> _YOUR ASSIGNMENT_
Please give the number of lines in the records below where the word "CostKind" occurs, and nothing else.

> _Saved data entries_
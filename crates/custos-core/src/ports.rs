//! Collaborator ports
//!
//! Narrow interfaces to the systems Custos does not own:
//! - [`LedgerClient`]: submit a change, get a transaction hash
//! - [`HealthProbe`]: dashboard / notification / operator availability
//! - [`Notifier`]: operator notifications
//! - [`ConfidenceScorer`]: scores one piece of evidence on a 0-100 scale
//! - [`CostRecorder`]: fine-grained cost events for external calls

use crate::error::PortError;
use crate::types::{AgentKind, LedgerHash, OperationKind};
use async_trait::async_trait;
use chrono::{DateTime, Utc};
use serde::{Deserialize, Serialize};
use sha2::{Digest, Sha256};

/// Change submitted to the external ledger
#[derive(Debug, Clone, PartialEq, Serialize, Deserialize)]
pub struct LedgerPayload {
    /// Stable business key; the ledger treats submissions idempotently by it
    pub business_key: String,
    /// Operation recorded
    pub operation: OperationKind,
    /// Operation body
    pub body: serde_json::Value,
}

impl LedgerPayload {
    /// Create new payload
    #[inline]
    #[must_use]
    pub fn new(
        business_key: impl Into<String>,
        operation: OperationKind,
        body: serde_json::Value,
    ) -> Self {
        Self {
            business_key: business_key.into(),
            operation,
            body,
        }
    }

    /// Hex SHA-256 of the canonical JSON encoding
    #[must_use]
    pub fn digest(&self) -> String {
        let mut hasher = Sha256::new();
        hasher.update(self.business_key.as_bytes());
        hasher.update([0]);
        hasher.update(self.operation.as_str().as_bytes());
        hasher.update([0]);
        hasher.update(self.body.to_string().as_bytes());
        hex::encode(hasher.finalize())
    }
}

/// External ledger of record
#[async_trait]
pub trait LedgerClient: Send + Sync {
    /// Submit a change and return its transaction hash
    async fn submit(&self, payload: LedgerPayload) -> Result<LedgerHash, PortError>;
}

/// Result of a health probe
#[derive(Debug, Clone, PartialEq, Eq, Serialize, Deserialize)]
pub struct HealthReport {
    /// Whether supervision infrastructure is available
    pub healthy: bool,
    /// Why it is not
    pub reason: Option<String>,
}

impl HealthReport {
    /// Healthy report
    #[inline]
    #[must_use]
    pub fn healthy() -> Self {
        Self {
            healthy: true,
            reason: None,
        }
    }

    /// Unhealthy report with a reason
    #[inline]
    #[must_use]
    pub fn unhealthy(reason: impl Into<String>) -> Self {
        Self {
            healthy: false,
            reason: Some(reason.into()),
        }
    }
}

/// Liveness of the supervision path
#[async_trait]
pub trait HealthProbe: Send + Sync {
    /// Probe dashboard, notification channel and operator availability
    async fn check(&self) -> Result<HealthReport, PortError>;
}

/// Operator notification channel
#[async_trait]
pub trait Notifier: Send + Sync {
    /// Send `message` on `channel`
    async fn notify(&self, channel: &str, message: &str) -> Result<(), PortError>;
}

/// Sub-check an evidence item feeds
#[derive(Debug, Clone, Copy, PartialEq, Eq, Hash, Serialize, Deserialize)]
#[serde(rename_all = "snake_case")]
pub enum EvidenceKind {
    /// Are the photos/documents genuine
    Authenticity,
    /// Does the story agree with tracking data
    Consistency,
    /// How badly damaged the goods are
    Damage,
}

/// One piece of supporting evidence
#[derive(Debug, Clone, PartialEq, Serialize, Deserialize)]
pub struct EvidenceItem {
    /// Sub-check this item feeds
    pub kind: EvidenceKind,
    /// Where it came from
    pub source: String,
    /// Raw evidence handed to the scorer
    pub payload: serde_json::Value,
}

impl EvidenceItem {
    /// Create new evidence item
    #[inline]
    #[must_use]
    pub fn new(kind: EvidenceKind, source: impl Into<String>, payload: serde_json::Value) -> Self {
        Self {
            kind,
            source: source.into(),
            payload,
        }
    }
}

/// Scores evidence on a 0-100 scale
#[async_trait]
pub trait ConfidenceScorer: Send + Sync {
    /// Score one item
    async fn score(&self, item: &EvidenceItem) -> Result<f64, PortError>;
}

/// Billable external call
#[derive(Debug, Clone, Copy, PartialEq, Eq, PartialOrd, Ord, Hash, Serialize, Deserialize)]
#[serde(rename_all = "snake_case")]
pub enum CostKind {
    /// One ledger submission
    LedgerSubmission,
    /// One evidence-gathering round for a dispute
    EvidenceGathering,
}

/// One cost event
#[derive(Debug, Clone, PartialEq, Serialize, Deserialize)]
pub struct CostEvent {
    pub kind: CostKind,
    pub agent: AgentKind,
    pub business_key: String,
    /// Billable units (calls, scored items)
    pub units: u32,
    pub at: DateTime<Utc>,
}

impl CostEvent {
    /// Create new single-unit event stamped now
    #[must_use]
    pub fn new(kind: CostKind, agent: AgentKind, business_key: impl Into<String>) -> Self {
        Self {
            kind,
            agent,
            business_key: business_key.into(),
            units: 1,
            at: Utc::now(),
        }
    }

    /// With unit count
    #[inline]
    #[must_use]
    pub fn with_units(mut self, units: u32) -> Self {
        self.units = units;
        self
    }
}

/// Accepts cost events without blocking the caller
pub trait CostRecorder: Send + Sync {
    /// Record one event
    fn record(&self, event: CostEvent);
}

/// Recorder that drops every event
#[derive(Debug, Clone, Copy, Default)]
pub struct NoopCostRecorder;

impl CostRecorder for NoopCostRecorder {
    fn record(&self, _event: CostEvent) {}
}

#[cfg(test)]
mod tests {
    use super::*;
    use serde_json::json;

    #[test]
    fn digest_is_stable_and_key_sensitive() {
        let a = LedgerPayload::new("failover:SHP-1", OperationKind::CarrierFailover, json!({"to": "DHL"}));
        let b = a.clone();
        let c = LedgerPayload::new("failover:SHP-2", OperationKind::CarrierFailover, json!({"to": "DHL"}));
        assert_eq!(a.digest(), b.digest());
        assert_ne!(a.digest(), c.digest());
        assert_eq!(a.digest().len(), 64);
    }
}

> _PROBLEM SOLUTION_
3